** Source information follows **

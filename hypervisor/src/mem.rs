//! Nested/guest-physical address space backing a vCPU's VMCB `n_cr3`
//! (spec §4.G). `memspace::Space` only tracks the logical guest-phys ->
//! host-phys mapping a PD is accountable for; turning that into the actual
//! hardware nested-page-table format is this crate's job.

use arch::paging::{Flags, PageSize};
use arch::x86_64::X86_64;
use arch::x86_64::paging::PageTable;
use memspace::Permission;
use utils::mem::{PhysAddr, VirtAddr};

/// An independent top-level page table used as a VMCB's nested-paging
/// root. Never the CPU's active CR3; only ever referenced via `n_cr3`.
pub struct GuestAddressSpace {
    table: &'static mut PageTable,
    root: PhysAddr,
}

impl GuestAddressSpace {
    /// Allocates a fresh, empty nested-paging root.
    #[must_use]
    pub fn new() -> Self {
        let (table, root) = PageTable::new();
        Self { table, root }
    }

    #[must_use]
    pub fn root(&self) -> PhysAddr {
        self.root
    }

    /// Installs a single guest-physical page at `gpa` backed by `hpa`,
    /// with the leaf permission translated from the owning
    /// `memspace::Space`'s attributes. Called by the fault-in path once
    /// the syscall layer has resolved `gpa` against the guest's
    /// `Space::lookup`.
    pub fn install_page(&mut self, gpa: usize, hpa: PhysAddr, perm: Permission) {
        let flags = flags_from_permission(perm);
        unsafe {
            // A second install at the same `gpa` (e.g. after a permission
            // upgrade) overwrites the existing leaf; the caller is
            // responsible for having shot down any stale TLB entry first.
            let _ = self
                .table
                .map(VirtAddr(gpa), hpa, PageSize::<X86_64>::size_4kb(), flags);
        }
    }
}

impl Default for GuestAddressSpace {
    fn default() -> Self {
        Self::new()
    }
}

fn flags_from_permission(perm: Permission) -> Flags<X86_64> {
    Flags::<X86_64>::new()
        .set_read_write(perm.contains(Permission::W))
        .set_user_supervisor(perm.contains(Permission::U))
        .set_execute_disable(!(perm.contains(Permission::X_USER) || perm.contains(Permission::X_SUPER)))
}

#[cfg(test)]
mod tests {
    use super::*;

    #[test]
    fn new_guest_address_space_has_a_page_aligned_root() {
        let gas = GuestAddressSpace::new();
        assert_eq!(gas.root().0 & 0xfff, 0);
    }
}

** End of Source information **

#### About this task
Lines containing the word "leaf": copy every one of them from the records above.

#### Solution
    /// with the leaf permission translated from the owning
            // upgrade) overwrites the existing leaf; the caller is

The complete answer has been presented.